Writing a novel is like diving into an abyss—thrilling, consuming, and occasionally disorienting. For the past few months, I’ve been immersed in the eerie, cosmic depths of my horror novel, The Necro Cycle, a story that weaves dread and the unknowable into a tapestry of cosmic terror. But as much as I love crafting this unsettling universe, I’ve decided to take a break from the manuscript to focus on two significant milestones in my life: completing my Bachelor’s degree and preparing for the LSATs.

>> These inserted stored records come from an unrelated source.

//! Reading generated decks back.
//!
//! Used by the `info` command and by tests to check where pictures landed.

use crate::container::{rel_type, OoxmlContainer, Relationships};
use crate::error::{Error, Result};
use crate::layout::Frame;
use crate::package::presentation::PresentationInfo;
use crate::units::{Emu, SlideSize};
use quick_xml::events::{BytesStart, Event};
use serde::Serialize;
use std::path::Path;

/// A picture found on a slide.
#[derive(Debug, Clone, PartialEq, Serialize)]
pub struct PictureFrame {
    pub name: Option<String>,
    pub description: Option<String>,
    pub frame: Frame,
    /// Package path of the embedded image, when the reference resolves
    pub target: Option<String>,
}

/// One slide of a deck.
#[derive(Debug, Clone, Serialize)]
pub struct SlideSummary {
    pub part: String,
    pub layout: Option<String>,
    pub pictures: Vec<PictureFrame>,
}

/// Slide size plus the pictures of every slide, in presentation order.
#[derive(Debug, Clone, Serialize)]
pub struct DeckSummary {
    pub slide_size: Option<SlideSize>,
    pub slides: Vec<SlideSummary>,
}

impl DeckSummary {
    pub fn open(path: impl AsRef<Path>) -> Result<Self> {
        Self::from_container(&OoxmlContainer::open(path)?)
    }

    pub fn from_bytes(data: Vec<u8>) -> Result<Self> {
        Self::from_container(&OoxmlContainer::from_bytes(data)?)
    }

    fn from_container(container: &OoxmlContainer) -> Result<Self> {
        let presentation_part = container
            .read_package_relationships()?
            .get_by_type(rel_type::OFFICE_DOCUMENT)
            .first()
            .map(|rel| OoxmlContainer::resolve_path("", &rel.target))
            .ok_or_else(|| Error::MissingComponent("officeDocument relationship".into()))?;

        let info = PresentationInfo::parse(&container.read_xml(&presentation_part)?)?;
        let rels = container.read_relationships(&presentation_part)?;

        let mut slides = Vec::with_capacity(info.slides.len());
        for slide in &info.slides {
            let rel = rels
                .get(&slide.rel_id)
                .ok_or_else(|| Error::InvalidData(format!("dangling slide id {}", slide.rel_id)))?;
            let part = OoxmlContainer::resolve_path(&presentation_part, &rel.target);
            slides.push(summarize_slide(container, part)?);
        }

        Ok(Self {
            slide_size: info.slide_size,
            slides,
        })
    }

    pub fn slide_count(&self) -> usize {
        self.slides.len()
    }

    /// Every picture of the deck, slide by slide.
    pub fn pictures(&self) -> impl Iterator<Item = &PictureFrame> {
        self.slides.iter().flat_map(|s| s.pictures.iter())
    }
}

fn summarize_slide(container: &OoxmlContainer, part: String) -> Result<SlideSummary> {
    let xml = container.read_xml(&part)?;
    let rels = container.read_relationships(&part)?;

    let layout = rels
        .get_by_type(rel_type::SLIDE_LAYOUT)
        .first()
        .map(|rel| OoxmlContainer::resolve_path(&part, &rel.target));
    let pictures = parse_pictures(&xml, &part, &rels)?;

    Ok(SlideSummary {
        part,
        layout,
        pictures,
    })
}

#[derive(Default)]
struct PendingPicture {
    name: Option<String>,
    description: Option<String>,
    embed: Option<String>,
    offset: Option<(Emu, Emu)>,
    extent: Option<(Emu, Emu)>,
}

/// Collect `p:pic` shapes with their transform and image reference.
fn parse_pictures(xml: &str, part: &str, rels: &Relationships) -> Result<Vec<PictureFrame>> {
    let mut pictures = Vec::new();
    let mut reader = quick_xml::Reader::from_str(xml);
    reader.config_mut().trim_text(true);

    let mut buf = Vec::new();
    let mut current: Option<PendingPicture> = None;
    let mut in_sppr = false;

    loop {
        match reader.read_event_into(&mut buf) {
            Ok(Event::Start(ref e)) | Ok(Event::Empty(ref e)) => match e.local_name().as_ref() {
                b"pic" => current = Some(PendingPicture::default()),
                b"spPr" if current.is_some() => in_sppr = true,
                _ => {
                    if let Some(pic) = current.as_mut() {
                        read_picture_attrs(e, pic, in_sppr)?;
                    }
                }
            },
            Ok(Event::End(ref e)) => match e.local_name().as_ref() {
                b"spPr" => in_sppr = false,
                b"pic" => {
                    if let Some(pic) = current.take() {
                        pictures.push(finish_picture(pic, part, rels));
                    }
                }
                _ => {}
            },
            Ok(Event::Eof) => break,
            Err(e) => return Err(Error::XmlParse(e.to_string())),
            _ => {}
        }
        buf.clear();
    }

    Ok(pictures)
}

fn read_picture_attrs(e: &BytesStart<'_>, pic: &mut PendingPicture, in_sppr: bool) -> Result<()> {
    match e.local_name().as_ref() {
        b"cNvPr" => {
            pic.name = attr_string(e, b"name")?;
            pic.description = attr_string(e, b"descr")?;
        }
        b"blip" => {
            for attr in e.attributes().flatten() {
                if attr.key.local_name().as_ref() == b"embed" {
                    pic.embed = Some(attr.unescape_value()?.into_owned());
                }
            }
        }
        // Only the picture's own transform; group and child offsets are ignored
        b"off" if in_sppr => pic.offset = attr_pair(e, b"x", b"y")?.or(pic.offset),
        // `a:ext` also names extension entries, which carry no extent
        b"ext" if in_sppr => pic.extent = attr_pair(e, b"cx", b"cy")?.or(pic.extent),
        _ => {}
    }
    Ok(())
}

fn finish_picture(pic: PendingPicture, part: &str, rels: &Relationships) -> PictureFrame {
    let (x, y) = pic.offset.unwrap_or_default();
    let (width, height) = pic.extent.unwrap_or_default();
    let target = pic
        .embed
        .as_deref()
        .and_then(|id| rels.get(id))
        .filter(|rel| !rel.external)
        .map(|rel| OoxmlContainer::resolve_path(part, &rel.target));

    PictureFrame {
        name: pic.name,
        description: pic.description,
        frame: Frame {
            x,
            y,
            width,
            height,
        },
        target,
    }
}

fn attr_string(e: &BytesStart<'_>, key: &[u8]) -> Result<Option<String>> {
    match e.try_get_attribute(key)? {
        Some(attr) => Ok(Some(attr.unescape_value()?.into_owned())),
        None => Ok(None),
    }
}

fn attr_pair(e: &BytesStart<'_>, a: &[u8], b: &[u8]) -> Result<Option<(Emu, Emu)>> {
    let parse = |v: Option<String>| v.and_then(|s| s.trim().parse::<i64>().ok()).map(Emu);
    let first = parse(attr_string(e, a)?);
    let second = parse(attr_string(e, b)?);
    Ok(first.zip(second))
}

#[cfg(test)]
mod tests {
    use super::*;
    use crate::deck::Deck;

    fn frame(x: i64, y: i64, width: i64, height: i64) -> Frame {
        Frame {
            x: Emu(x),
            y: Emu(y),
            width: Emu(width),
            height: Emu(height),
        }
    }

    #[test]
    fn test_summary_of_generated_deck() {
        let mut deck = Deck::new().unwrap();
        deck.add_picture_slide(b"png-1".to_vec(), "first.png", frame(0, 0, 100, 200));
        deck.add_picture_slide(b"png-2".to_vec(), "second.png", frame(-5, 7, 300, 400));

        let summary = DeckSummary::from_bytes(deck.to_bytes().unwrap()).unwrap();
        assert_eq!(summary.slide_size, Some(SlideSize::WIDESCREEN));
        assert_eq!(summary.slide_count(), 2);

        let second = &summary.slides[1].pictures[0];
        assert_eq!(second.frame, frame(-5, 7, 300, 400));
        assert_eq!(second.description.as_deref(), Some("second.png"));

        let targets: Vec<_> = summary.pictures().filter_map(|p| p.target.clone()).collect();
        assert_eq!(targets.len(), 2);
        assert_ne!(targets[0], targets[1]);
        assert!(targets.iter().all(|t| t.starts_with("ppt/media/")));

        for slide in &summary.slides {
            assert_eq!(slide.layout.as_deref(), Some(deck.layout_part()));
        }
    }

    #[test]
    fn test_group_transform_is_not_a_picture() {
        let xml = r#"<p:sld xmlns:a="a" xmlns:p="p" xmlns:r="r"><p:cSld><p:spTree>
            <p:grpSpPr><a:xfrm><a:off x="1" y="1"/><a:ext cx="1" cy="1"/></a:xfrm></p:grpSpPr>
            <p:pic><p:nvPicPr><p:cNvPr id="2" name="Picture 1"/></p:nvPicPr>
              <p:blipFill><a:blip r:embed="rId9"/></p:blipFill>
              <p:spPr><a:xfrm><a:off x="10" y="20"/><a:ext cx="30" cy="40"/></a:xfrm></p:spPr>
            </p:pic></p:spTree></p:cSld></p:sld>"#;

        let pictures = parse_pictures(xml, "ppt/slides/slide1.xml", &Relationships::new()).unwrap();
        assert_eq!(pictures.len(), 1);
        assert_eq!(pictures[0].frame, frame(10, 20, 30, 40));
        assert_eq!(pictures[0].name.as_deref(), Some("Picture 1"));
        assert!(pictures[0].target.is_none());
    }

    #[test]
    fn test_not_a_package() {
        assert!(DeckSummary::from_bytes(b"plain text".to_vec()).is_err());
    }
}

This decision wasn’t easy. The Necron Cycle is a passion project, born from my fascination with the vast, indifferent cosmos and the fragile human psyche confronting it. Every chapter feels like a step deeper into a labyrinth of dread. Yet, life has a way of demanding balance, and right now, my academic and professional goals need my full attention. Finishing my degree is a crucial step toward building a stable foundation for my future, and studying for the LSATs is my gateway to law school—a dream I’ve held since I was a child.
Stepping away from the novel doesn’t mean I’m abandoning it. The eldritch entities and haunted landscapes of The Necron Cycle are still whispering in the back of my mind, waiting patiently (or perhaps impatiently) for my return. In fact, this break might even enrich the story. The discipline and critical thinking I’m honing through my studies could bring new depth to the novel’s themes, and the mental shift might help me untangle some narrative knots when I return to writing.
Balancing creative pursuits with real-world responsibilities is a challenge every writer faces. For now, I’m trading late-night writing sessions for late-night study sessions, swapping cosmic horrors for case studies and logical reasoning puzzles. It’s a temporary shift, but one I’m embracing with purpose. The Necron Cycle will still be there, lurking in the shadows, when I’m ready to dive back in.
Until then, I’ll keep my notebook close for any stray ideas that slither through the cracks of my studies. The abyss can wait—but it’s never truly silent.